Today, almost 40 years after its first licensing in Germany, MVA is well established as safety-tested, immunogenic, and efficacious third-generation smallpox vaccine. In 2013, the European Medicines Agency and Canada Health granted the marketing authorization of an MVA vaccine to immunize against VARV infection, in the absence of human smallpox or naturally occurring VARV (European Medicines Agency, 2013). Thus, efficacy data needed to be generated from animal models of orthopoxvirus infections considered to be representative for human smallpox. A similar licensing process by the US Food and Drug Administration is ongoing and appears to be at an advanced stage. Despite the eradication of VARV more than three decades ago, these efforts are still important mostly due to the threat of VARV being—accidently or intentionally—released into unprotected human populations. Moreover, the use of a licensed MVA vaccine should be ideal to protect individuals at risk—including laboratory workers—against other zoonotic orthopoxviruses such as CPXV and MPXV that continue to cycle in rodent reservoirs and can cause disease in humans.

In addition, during 25 years, MVA has been continuously improved as an extremely safe and efficient viral vector system for the synthesis of high levels of foreign proteins in nonpermissive human cells. At the moment, recombinant MVA viruses expressing various heterologous antigens are among the most promising vector candidates to develop innovative vaccination strategies to protect against complex infections such as AIDS, tuberculosis, or malaria, or against rare but threatening emerging diseases. Desirable common characteristics of MVA as viral vector vaccine include the genetic stability, the well-established production procedures and the general safety for the environment. Results coming from clinical testing of various recombinant MVA vaccines further emphasize its excellent safety record and its immunogenicity as vaccine in humans.
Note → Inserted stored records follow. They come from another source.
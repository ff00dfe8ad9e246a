//! Interceptors.
//!
//! An interceptor transforms one value (a [`RequestConfig`](crate::RequestConfig)
//! or an [`Envelope`](crate::Envelope)) into the next. Every interceptor
//! returns a boxed future, so synchronous and asynchronous transforms run the
//! same way inside a chain.
//!
//! Closures are adapted with [`map_fn`] (synchronous) and [`then_fn`]
//! (asynchronous). Types with state implement [`Interceptor`] directly.
//!
//! # Example
//!
//! ```
//! use sofetch_core::{BoxError, RequestConfig, map_fn, then_fn};
//!
//! let add_header = map_fn(|mut config: RequestConfig| {
//!     config.headers_mut().insert("X-Client", "sofetch");
//!     Ok(config)
//! });
//!
//! let load_token = then_fn(|mut config: RequestConfig| async move {
//!     let token = fetch_token().await?;
//!     config.headers_mut().insert("Authorization", format!("Bearer {token}"));
//!     Ok::<_, BoxError>(config)
//! });
//!
//! async fn fetch_token() -> Result<String, BoxError> {
//!     Ok("secret".to_string())
//! }
//! ```

use std::future::{self, Future};
use std::pin::Pin;

use crate::BoxError;

/// Future returned by an interceptor.
pub type InterceptFuture<'a, V> = Pin<Box<dyn Future<Output = Result<V, BoxError>> + Send + 'a>>;

/// A transform applied to every value passing through a chain.
///
/// Interceptors own the value they receive: they may mutate it and hand it
/// back, or return a new one. An `Err` aborts the rest of the chain.
pub trait Interceptor<V>: Send + Sync {
    /// Transform `value`.
    fn intercept(&self, value: V) -> InterceptFuture<'_, V>;
}

/// Interceptor built from a synchronous closure. See [`map_fn`].
#[derive(Clone, Copy)]
pub struct MapFn<F> {
    f: F,
}

/// Adapt a synchronous closure into an [`Interceptor`].
pub fn map_fn<V, F>(f: F) -> MapFn<F>
where
    F: Fn(V) -> Result<V, BoxError>,
{
    MapFn { f }
}

impl<V, F> Interceptor<V> for MapFn<F>
where
    V: Send + 'static,
    F: Fn(V) -> Result<V, BoxError> + Send + Sync,
{
    fn intercept(&self, value: V) -> InterceptFuture<'_, V> {
        Box::pin(future::ready((self.f)(value)))
    }
}

impl<F> std::fmt::Debug for MapFn<F> {
    fn fmt(&self, f: &mut std::fmt::Formatter<'_>) -> std::fmt::Result {
        f.debug_struct("MapFn")
            .field("f", &std::any::type_name::<F>())
            .finish()
    }
}

/// Interceptor built from an asynchronous closure. See [`then_fn`].
#[derive(Clone, Copy)]
pub struct ThenFn<F> {
    f: F,
}

/// Adapt an asynchronous closure into an [`Interceptor`].
pub fn then_fn<V, F, Fut>(f: F) -> ThenFn<F>
where
    F: Fn(V) -> Fut,
    Fut: Future<Output = Result<V, BoxError>>,
{
    ThenFn { f }
}

impl<V, F, Fut> Interceptor<V> for ThenFn<F>
where
    F: Fn(V) -> Fut + Send + Sync,
    Fut: Future<Output = Result<V, BoxError>> + Send + 'static,
{
    fn intercept(&self, value: V) -> InterceptFuture<'_, V> {
        Box::pin((self.f)(value))
    }
}

impl<F> std::fmt::Debug for ThenFn<F> {
    fn fmt(&self, f: &mut std::fmt::Formatter<'_>) -> std::fmt::Result {
        f.debug_struct("ThenFn")
            .field("f", &std::any::type_name::<F>())
            .finish()
    }
}

#[cfg(test)]
mod tests {
    use super::*;
    use crate::{Method, RequestConfig};

    #[tokio::test]
    async fn map_fn_runs_closure() {
        let interceptor = map_fn(|mut config: RequestConfig| {
            config.set_method(Method::Post);
            Ok(config)
        });

        let config = interceptor
            .intercept(RequestConfig::new(Method::Get, "/a"))
            .await
            .expect("intercept");
        assert_eq!(config.method(), Method::Post);
    }

    #[tokio::test]
    async fn then_fn_awaits_closure() {
        let interceptor = then_fn(|mut config: RequestConfig| async move {
            tokio::task::yield_now().await;
            config.set_url("/b");
            Ok::<_, BoxError>(config)
        });

        let config = interceptor
            .intercept(RequestConfig::new(Method::Get, "/a"))
            .await
            .expect("intercept");
        assert_eq!(config.url(), "/b");
    }

    #[tokio::test]
    async fn errors_are_returned_unchanged() {
        let interceptor = map_fn(|_: RequestConfig| Err("denied".into()));

        let err = interceptor
            .intercept(RequestConfig::new(Method::Get, "/a"))
            .await
            .expect_err("should fail");
        assert_eq!(err.to_string(), "denied");
    }

    #[test]
    fn debug_names_the_closure_type() {
        let interceptor = map_fn(|config: RequestConfig| Ok(config));
        assert!(format!("{interceptor:?}").starts_with("MapFn"));
    }
}
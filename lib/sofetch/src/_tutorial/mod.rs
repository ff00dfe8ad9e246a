//! # Tutorial: HTTP Calls with Interceptors
//!
//! Learn to build an HTTP client whose cross-cutting behavior lives in
//! interceptors, step by step.
//!
//! ## Chapters
//!
//! 1. [Getting Started][chapter_0] - Your first client and call
//! 2. [Requests][chapter_1] - Options, verbs, JSON bodies
//! 3. [Responses][chapter_2] - Envelopes, bodies and errors
//! 4. [Interceptors][chapter_3] - Auth, rewriting, logging, custom interceptors
//!
//! Ready? Start with [Chapter 0: Getting Started][chapter_0].

pub mod chapter_0;
pub mod chapter_1;
pub mod chapter_2;
pub mod chapter_3;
In the context of recent clinical findings, it is noteworthy that repeated vaccinations with the same recombinant MVA resulted in substantial booster induction of antigen-specific antibodies even in the presence of high levels of MVA-specific immunity. These results together with other promising data gained from the combined application of MVA with various other viral vector platforms greatly enhance the general acceptance of viral vectors as next-generation candidate vaccines. In addition to its promising characteristics concerning immunogenicity, the nonreplicating recombinant MVA vaccines are also well positioned to satisfy very stringent requirements for a broad safety in various settings. MVA vaccines appear highly suitable for use in immunocompromised individuals and in the elderly representing important target populations in ever-ageing populations in the industrialized world. At the same time, recombinant MVA should be also safe to immunize persons with severe comorbidities, e.g., HIV infection, tuberculosis, or malaria, as it is often seen in developing nations. New vaccines that rapidly protect against threatening emerging pathogens are urgently needed. This it is further highlighted by the WHO-list of the “top most wanted” emerging diseases likely to cause major epidemics. Here, the longstanding experience with the MVA vector vaccine platform in preclinical and clinical research should lead to important contributions to the development of protective vaccination strategies against newly emerging pathogens.

Finally, the exciting results from ongoing fundamental research on the biology of MVA spur the possibility to even improve the efficacy of future MVA vaccines. Here, an exemplary area of research targets the still unknown functions of host-regulatory genes remaining conserved in the MVA genome. Indeed, modulating the functional activity of these regulatory MVA proteins could be beneficial in enhancing the immunogenicity of MVA vaccines and activate innate and/or adaptive immune responses to heterologous antigens.